Plant life also helps to reduce humanity's carbon footprint, sucking up about 25 percent of our carbon emissions to produce fuel for itself during photosynthesis. The only problem is, nature's system for doing this is pretty slow and inefficient, but what if it could be boosted? When plants absorb carbon during what's known as the Calvin cycle – the second stage of photosynthesis – an enzyme called RuBisCO helps catalyse the reaction that turns CO2 into glucose, which plants use as an energy source.
We should help reduce CO2 emissions by boosting absorption, but only of there is some kind of cost - benefit analysis done and the cost does not outweigh the benefit. Too much of the climate change debate hinges on doing anything, everything, to reduce CO2 while completely disregarding the costs involved. That is a big problem, considering the science is still unsettled. Let's not change our way of life at a high cost when we don't even have the science settled.
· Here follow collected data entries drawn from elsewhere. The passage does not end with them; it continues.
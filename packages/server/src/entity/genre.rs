use sea_orm::entity::prelude::*;
use serde::{Deserialize, Serialize};

#[sea_orm::model]
#[derive(Clone, Debug, PartialEq, Eq, DeriveEntityModel, Serialize, Deserialize)]
#[sea_orm(table_name = "genre")]
pub struct Model {
    #[sea_orm(primary_key)]
    pub id: i32,

    pub name: String,

    #[sea_orm(unique)]
    pub slug: String,

    #[sea_orm(has_many, via = "title_genre")]
    pub titles: HasMany<super::title::Entity>,
}

impl ActiveModelBehavior for ActiveModel {}
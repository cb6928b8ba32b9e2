use sea_orm::entity::prelude::*;
use serde::{Deserialize, Serialize};

#[sea_orm::model]
#[derive(Clone, Debug, PartialEq, Eq, DeriveEntityModel, Serialize, Deserialize)]
#[sea_orm(table_name = "category")]
pub struct Model {
    #[sea_orm(primary_key)]
    pub id: i32,

    pub name: String,

    #[sea_orm(unique)]
    pub slug: String,

    #[sea_orm(has_many)]
    pub titles: HasMany<super::title::Entity>,
}

impl ActiveModelBehavior for ActiveModel {}
use sea_orm::entity::prelude::*;
use serde::{Deserialize, Serialize};

#[sea_orm::model]
#[derive(Clone, Debug, PartialEq, Eq, DeriveEntityModel, Serialize, Deserialize)]
#[sea_orm(table_name = "title_genre")]
pub struct Model {
    #[sea_orm(primary_key)]
    pub title_id: i32,
    #[sea_orm(primary_key)]
    pub genre_id: i32,
    #[sea_orm(belongs_to, from = "title_id", to = "id")]
    pub title: HasOne<super::title::Entity>,
    #[sea_orm(belongs_to, from = "genre_id", to = "id")]
    pub genre: HasOne<super::genre::Entity>,
}

impl ActiveModelBehavior for ActiveModel {}
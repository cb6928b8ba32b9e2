use sea_orm::entity::prelude::*;
use serde::{Deserialize, Serialize};

#[sea_orm::model]
#[derive(Clone, Debug, PartialEq, Eq, DeriveEntityModel, Serialize, Deserialize)]
#[sea_orm(table_name = "comment")]
pub struct Model {
    #[sea_orm(primary_key)]
    pub id: i32,

    #[sea_orm(column_type = "Text")]
    pub text: String,

    pub review_id: i32,
    #[sea_orm(belongs_to, from = "review_id", to = "id")]
    pub review: HasOne<super::review::Entity>,

    pub author_id: i32,
    #[sea_orm(belongs_to, from = "author_id", to = "id")]
    pub author: HasOne<super::user::Entity>,

    pub pub_date: DateTimeUtc,
}

impl ActiveModelBehavior for ActiveModel {}
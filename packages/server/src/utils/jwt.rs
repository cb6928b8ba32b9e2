use anyhow::{Context, Result};
use chrono::{Duration, Utc};
use jsonwebtoken::{DecodingKey, EncodingKey, Header, Validation, decode, encode};
use serde::{Deserialize, Serialize};

/// JWT Claims structure.
#[derive(Debug, Serialize, Deserialize)]
pub struct Claims {
    pub sub: String, // Username
    pub uid: i32,    // User ID
    pub exp: usize,  // Expiration timestamp
}

/// Sign a new JWT token for a user.
///
/// The signing secret and lifetime come from `AuthConfig`; callers pass them
/// in explicitly.
pub fn sign(user_id: i32, username: &str, secret: &str, ttl_hours: i64) -> Result<String> {
    let expiration = Utc::now()
        .checked_add_signed(Duration::hours(ttl_hours))
        .context("Token expiry out of range")?
        .timestamp();

    let claims = Claims {
        sub: username.to_owned(),
        uid: user_id,
        exp: expiration as usize,
    };

    let token = encode(
        &Header::default(),
        &claims,
        &EncodingKey::from_secret(secret.as_bytes()),
    )?;

    Ok(token)
}

/// Verify and decode a JWT token.
pub fn verify(token: &str, secret: &str) -> Result<Claims> {
    let token_data = decode::<Claims>(
        token,
        &DecodingKey::from_secret(secret.as_bytes()),
        &Validation::default(),
    )?;
    Ok(token_data.claims)
}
I strongly believe that we should help reduce CO2 emissions by boosting absorption. This is because CO2 is very dangerous to our environment. If CO2 is abundant in the air, it will combine with O2 to form carbon-monoxide which is a very dangerous gas. We should therefore adapt the scientists way to absorb CO2 more quickly.
Yes, it seems like a good idea to boost absorption of CO2 in order to reduce the affect on our environment. If scientists have tested the theory and believe it to be a safe process, then we should try it. At this point, the environmental emergency requires us to try anything we can.